Cape Town-based startup ShipRazor has raised $2.65 million in seed funding to build a smarter, more connected African e-commerce logistics infrastructure one designed to end the costly fragmentation that has long held back online merchants across the continent.

The round was led by pan-African venture capital firm Norrsken22, with participation from AAIC, E4E, Tremis Capital, and an impressive roster of angel investors including senior leaders at Google, bringing ShipRazor’s total funding to $3.3 million.

Why This Matters for African Merchants

Africa has a fragmented logistics industry, with the African Development Bank estimating that transport costs across Africa are 75% higher than the global average a burden that directly limits growth for online merchants. ShipRazor was built squarely around that problem. Through a single integration with platforms like Shopify and WooCommerce, ShipRazor gives merchants access to a broad network of domestic and cross-border courier partners, allowing them to compare options by cost, speed, and service quality.

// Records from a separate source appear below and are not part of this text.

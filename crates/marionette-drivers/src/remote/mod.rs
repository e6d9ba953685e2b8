// Path: crates/marionette-drivers/src/remote/mod.rs

//! Remote VM backends reached over JSON RPC.
//!
//! Both remote variants share one verb set (`MoveMouse`, `ClickMouse`, ...)
//! and one response envelope. They differ only in how a verb is addressed and
//! authenticated, which is what `RpcTransport` abstracts.

pub mod auth;
pub mod sandbox;
pub mod session;
pub mod subscription;

use async_trait::async_trait;
use base64::Engine;
use marionette_api::{InputBackend, InputEvent, ScreenshotProvider};
use marionette_telemetry::{operator_metrics, time::Timer};
use marionette_types::app::{
    BackendKind, ExecuteContext, Platform, ScreenGeometry, ScreenshotOutput, Size,
};
use marionette_types::error::OperatorError;
use reqwest::{Client, RequestBuilder};
use serde::Deserialize;
use serde_json::{json, Map, Value};
use std::sync::Arc;
use std::time::{Duration, Instant};

/// Prefix carried by remote screenshots.
pub const JPEG_DATA_URL_PREFIX: &str = "data:image/jpeg;base64,";

pub const VERB_MOVE_MOUSE: &str = "MoveMouse";
pub const VERB_CLICK_MOUSE: &str = "ClickMouse";
pub const VERB_DRAG_MOUSE: &str = "DragMouse";
pub const VERB_PRESS_KEY: &str = "PressKey";
pub const VERB_TYPE_TEXT: &str = "TypeText";
pub const VERB_SCROLL: &str = "Scroll";
pub const VERB_GET_SCREEN_SIZE: &str = "GetScreenSize";
pub const VERB_TAKE_SCREENSHOT: &str = "TakeScreenshot";

/// Sends one verb with its body fields and returns the envelope's `Result`.
#[async_trait]
pub trait RpcTransport: Send + Sync {
    fn name(&self) -> &str;

    async fn call(&self, verb: &str, fields: Map<String, Value>) -> Result<Value, OperatorError>;
}

#[derive(Debug, Default, Deserialize)]
#[serde(rename_all = "PascalCase")]
struct ResponseEnvelope {
    #[serde(default)]
    response_metadata: ResponseMetadata,
    #[serde(default)]
    result: Value,
}

#[derive(Debug, Default, Deserialize)]
#[serde(rename_all = "PascalCase")]
struct ResponseMetadata {
    #[serde(default)]
    error: Option<RemoteError>,
}

#[derive(Debug, Default, Deserialize)]
#[serde(rename_all = "PascalCase")]
struct RemoteError {
    #[serde(default)]
    code: String,
    #[serde(default)]
    message: String,
}

pub(crate) fn build_client(timeout_secs: u64) -> Result<Client, OperatorError> {
    Client::builder()
        .timeout(Duration::from_secs(timeout_secs))
        .build()
        .map_err(|e| OperatorError::Transport(format!("Failed to build HTTP client: {}", e)))
}

/// Sends a prepared request and unwraps the response envelope.
///
/// An `Error` in the metadata wins over the HTTP status; a non-success status
/// without an envelope error is reported with the status as the code.
pub(crate) async fn send_rpc(verb: &str, request: RequestBuilder) -> Result<Value, OperatorError> {
    let started = Instant::now();
    let response = request.send().await;
    operator_metrics().observe_rpc_duration(verb, started.elapsed().as_secs_f64());

    let response =
        response.map_err(|e| OperatorError::Transport(format!("{} request failed: {}", verb, e)))?;
    let status = response.status();
    let body = response
        .text()
        .await
        .map_err(|e| OperatorError::Transport(format!("{} response unreadable: {}", verb, e)))?;
    decode_envelope(verb, status.as_u16(), status.is_success(), &body)
}

fn decode_envelope(
    verb: &str,
    status: u16,
    success: bool,
    body: &str,
) -> Result<Value, OperatorError> {
    let envelope = serde_json::from_str::<ResponseEnvelope>(body);
    if let Ok(ResponseEnvelope {
        response_metadata: ResponseMetadata { error: Some(error) },
        ..
    }) = &envelope
    {
        return Err(OperatorError::Rpc {
            verb: verb.to_string(),
            code: error.code.clone(),
            message: error.message.clone(),
        });
    }
    if !success {
        return Err(OperatorError::Rpc {
            verb: verb.to_string(),
            code: status.to_string(),
            message: body.chars().take(512).collect(),
        });
    }
    envelope
        .map(|e| e.result)
        .map_err(|e| OperatorError::Transport(format!("{} returned invalid JSON: {}", verb, e)))
}

/// Removes the `data:image/jpeg;base64,` prefix when present.
pub fn strip_data_url(image: &str) -> &str {
    image.strip_prefix(JPEG_DATA_URL_PREFIX).unwrap_or(image)
}

fn into_fields(value: Value) -> Map<String, Value> {
    match value {
        Value::Object(map) => map,
        _ => Map::new(),
    }
}

/// Maps one input primitive onto its verb and body fields.
pub fn encode_event(event: &InputEvent) -> (&'static str, Map<String, Value>) {
    let (verb, body) = match event {
        InputEvent::MouseMove { point } => (
            VERB_MOVE_MOUSE,
            json!({ "PositionX": point.x, "PositionY": point.y }),
        ),
        InputEvent::Click { button, point } => (
            VERB_CLICK_MOUSE,
            json!({
                "PositionX": point.x,
                "PositionY": point.y,
                "Button": button.as_str(),
                "Press": true,
                "Release": true,
            }),
        ),
        InputEvent::DoubleClick { point } => (
            VERB_CLICK_MOUSE,
            json!({
                "PositionX": point.x,
                "PositionY": point.y,
                "Button": "double_left",
                "Press": true,
                "Release": true,
            }),
        ),
        InputEvent::Drag { from, to } => (
            VERB_DRAG_MOUSE,
            json!({
                "SourceX": from.x,
                "SourceY": from.y,
                "TargetX": to.x,
                "TargetY": to.y,
            }),
        ),
        InputEvent::Type { text } => (VERB_TYPE_TEXT, json!({ "Text": text })),
        InputEvent::Hotkey { keys } => {
            let names: Vec<String> = keys.iter().map(|k| k.name()).collect();
            (VERB_PRESS_KEY, json!({ "Key": names.join("+") }))
        }
        InputEvent::Scroll {
            point,
            direction,
            amount,
        } => {
            let mut body = json!({ "Direction": direction.as_str(), "Amount": amount });
            if let (Some(p), Some(map)) = (point, body.as_object_mut()) {
                map.insert("PositionX".into(), json!(p.x));
                map.insert("PositionY".into(), json!(p.y));
            }
            (VERB_SCROLL, body)
        }
    };
    (verb, into_fields(body))
}

#[derive(Debug, Deserialize)]
#[serde(rename_all = "PascalCase")]
struct ScreenSizeResult {
    width: u32,
    height: u32,
}

#[derive(Debug, Deserialize)]
#[serde(rename_all = "PascalCase")]
struct ScreenshotResult {
    screenshot: String,
}

/// Input and capture for one remote VM over an `RpcTransport`.
pub struct RemoteBackend<T> {
    transport: Arc<T>,
    platform: Platform,
    kind: BackendKind,
}

impl<T: RpcTransport> RemoteBackend<T> {
    pub fn new(transport: Arc<T>, platform: Platform, kind: BackendKind) -> Self {
        Self {
            transport,
            platform,
            kind,
        }
    }

    pub fn transport(&self) -> &T {
        &self.transport
    }

    async fn screen_size(&self) -> Result<Size, OperatorError> {
        let result = self.transport.call(VERB_GET_SCREEN_SIZE, Map::new()).await?;
        let size: ScreenSizeResult = serde_json::from_value(result).map_err(|e| {
            OperatorError::Transport(format!("{} result malformed: {}", VERB_GET_SCREEN_SIZE, e))
        })?;
        Ok(Size::new(size.width, size.height))
    }
}

#[async_trait]
impl<T: RpcTransport + 'static> InputBackend for RemoteBackend<T> {
    fn name(&self) -> &str {
        self.transport.name()
    }

    fn platform(&self) -> Platform {
        self.platform
    }

    async fn perform(&self, event: &InputEvent, _ctx: &ExecuteContext) -> Result<(), OperatorError> {
        let (verb, fields) = encode_event(event);
        self.transport.call(verb, fields).await?;
        Ok(())
    }
}

#[async_trait]
impl<T: RpcTransport + 'static> ScreenshotProvider for RemoteBackend<T> {
    async fn capture(&self) -> Result<ScreenshotOutput, OperatorError> {
        let _timer = Timer::new(operator_metrics(), self.kind.as_str());
        let size = self.screen_size().await?;
        let result = self
            .transport
            .call(VERB_TAKE_SCREENSHOT, Map::new())
            .await?;
        let shot: ScreenshotResult = serde_json::from_value(result).map_err(|e| {
            OperatorError::Transport(format!("{} result malformed: {}", VERB_TAKE_SCREENSHOT, e))
        })?;

        let base64_image = strip_data_url(&shot.screenshot).to_string();
        if base64::engine::general_purpose::STANDARD
            .decode(base64_image.as_bytes())
            .is_err()
        {
            return Err(OperatorError::Capture(format!(
                "{} returned an image that is not base64",
                VERB_TAKE_SCREENSHOT
            )));
        }

        // Remote displays report pixels only; points and pixels coincide.
        let geometry = ScreenGeometry::unscaled(size, self.transport.name().to_string());
        Ok(ScreenshotOutput {
            base64_image,
            scale_factor: geometry.scale_factor,
            geometry,
        })
    }
}

#[cfg(test)]
mod tests {
    use super::*;
    use marionette_types::app::{AbsolutePoint, PlatformKey, ScrollDirection};

    #[test]
    fn data_url_prefix_is_stripped() {
        assert_eq!(strip_data_url("data:image/jpeg;base64,QUJD"), "QUJD");
        assert_eq!(strip_data_url("QUJD"), "QUJD");
    }

    #[test]
    fn envelope_error_becomes_rpc_error() {
        let body = r#"{"ResponseMetadata":{"Error":{"Code":"InvalidInstance","Message":"gone"}}}"#;
        let err = decode_envelope("MoveMouse", 200, true, body).unwrap_err();
        assert_eq!(
            err,
            OperatorError::Rpc {
                verb: "MoveMouse".into(),
                code: "InvalidInstance".into(),
                message: "gone".into(),
            }
        );
    }

    #[test]
    fn http_status_without_envelope_is_rpc_error() {
        let err = decode_envelope("Scroll", 502, false, "bad gateway").unwrap_err();
        assert!(matches!(err, OperatorError::Rpc { ref code, .. } if code == "502"));
    }

    #[test]
    fn successful_envelope_yields_result() {
        let body = r#"{"ResponseMetadata":{},"Result":{"Width":1280,"Height":720}}"#;
        let value = decode_envelope("GetScreenSize", 200, true, body).unwrap();
        assert_eq!(value["Width"], 1280);
    }

    #[test]
    fn events_encode_to_verbs() {
        let (verb, fields) = encode_event(&InputEvent::DoubleClick {
            point: AbsolutePoint::new(10, 20),
        });
        assert_eq!(verb, "ClickMouse");
        assert_eq!(fields["Button"], "double_left");
        assert_eq!(fields["PositionX"], 10);

        let (verb, fields) = encode_event(&InputEvent::Hotkey {
            keys: vec![PlatformKey::Ctrl, PlatformKey::Char('c')],
        });
        assert_eq!(verb, "PressKey");
        assert_eq!(fields["Key"], "ctrl+c");

        let (verb, fields) = encode_event(&InputEvent::Scroll {
            point: None,
            direction: ScrollDirection::Up,
            amount: 5,
        });
        assert_eq!(verb, "Scroll");
        assert_eq!(fields["Direction"], "up");
        assert!(!fields.contains_key("PositionX"));
    }
}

Since launching in 2023, ShipRazor has connected to more than 20 courier partners and processed over 1.5 million deliveries across South Africa. The fresh capital will go into three priority areas: expanding the courier network, widening regional coverage, and lowering shipping costs through volume aggregation. ShipRazor is also launching an AI-driven address verification tool, targeting one of the most persistent causes of failed deliveries across the African continent inaccurate or unstructured address data.

Looking ahead, the startup is developing agentic AI tools that would let software agents on both the buyer and merchant sides coordinate orders and resolve delivery issues with minimal human intervention.

Norrsken22’s Investment Principal, Nivesh Pather, described ShipRazor as building the intelligent infrastructure layer that African merchants have been missing, and doing so with a deep understanding of how the market actually works.

For African e-commerce logistics, this funding signals growing investor confidence that the continent’s delivery infrastructure gap is not just a challenge it is a major business opportunity.